* [BRIEF]
Look for "rule.field.clone()" in the entries below. Write out that line and all later lines exactly, ending with the final one.

[Saved entries]
★ ★ ★

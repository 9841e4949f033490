//! Settling a predicate result into a [`RuleFlow`].

use serde_json::Value;
use vetter_types::{ErrorPayload, GENERIC_ERROR_KEY, Redirection};

use crate::flow::{FiledError, RuleFlow};
use crate::rule::RuleSpec;
use crate::template::interpolate;
use crate::value::json_eq;

/// Compare `result` with the rule's expectation and build the flow signal.
///
/// Equality is structural over JSON: numbers compare by value and key order
/// in objects does not matter.
pub fn settle(rule: &RuleSpec, result: &Value, record: &Value) -> RuleFlow {
    if json_eq(result, &rule.expected()) {
        return RuleFlow::passed();
    }
    RuleFlow::failed(build_error(rule, record), rule.last, rule.last_all)
}

/// The error a failing rule files.
///
/// The output key is the declaring field, or the generic key; a `key`
/// override only changes where the input is read from.
pub fn build_error(rule: &RuleSpec, record: &Value) -> FiledError {
    let key = if rule.cause_generic_error {
        GENERIC_ERROR_KEY.to_string()
    } else {
        rule.field.clone()
    };

    let message = interpolate(rule.message_template(), record);
    let payload = match &rule.redirection {
        Some(links) => ErrorPayload::Linked {
            message,
            redirection: links
                .iter()
                .map(|link| Redirection {
                    href: interpolate(&link.href, record),
                    title: interpolate(&link.title, record),
                })
                .collect(),
        },
        None => ErrorPayload::Message(message),
    };

    FiledError { key, payload }
}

★ ★ ★

* [SOLUTION FOR THIS PROBLEM]
        rule.field.clone()
    };

    let message = interpolate(rule.message_template(), record);
    let payload = match &rule.redirection {
        Some(links) => ErrorPayload::Linked {
            message,
            redirection: links
                .iter()
                .map(|link| Redirection {
                    href: interpolate(&link.href, record),
                    title: interpolate(&link.title, record),
                })
                .collect(),
        },
        None => ErrorPayload::Message(message),
    };

    FiledError { key, payload }
}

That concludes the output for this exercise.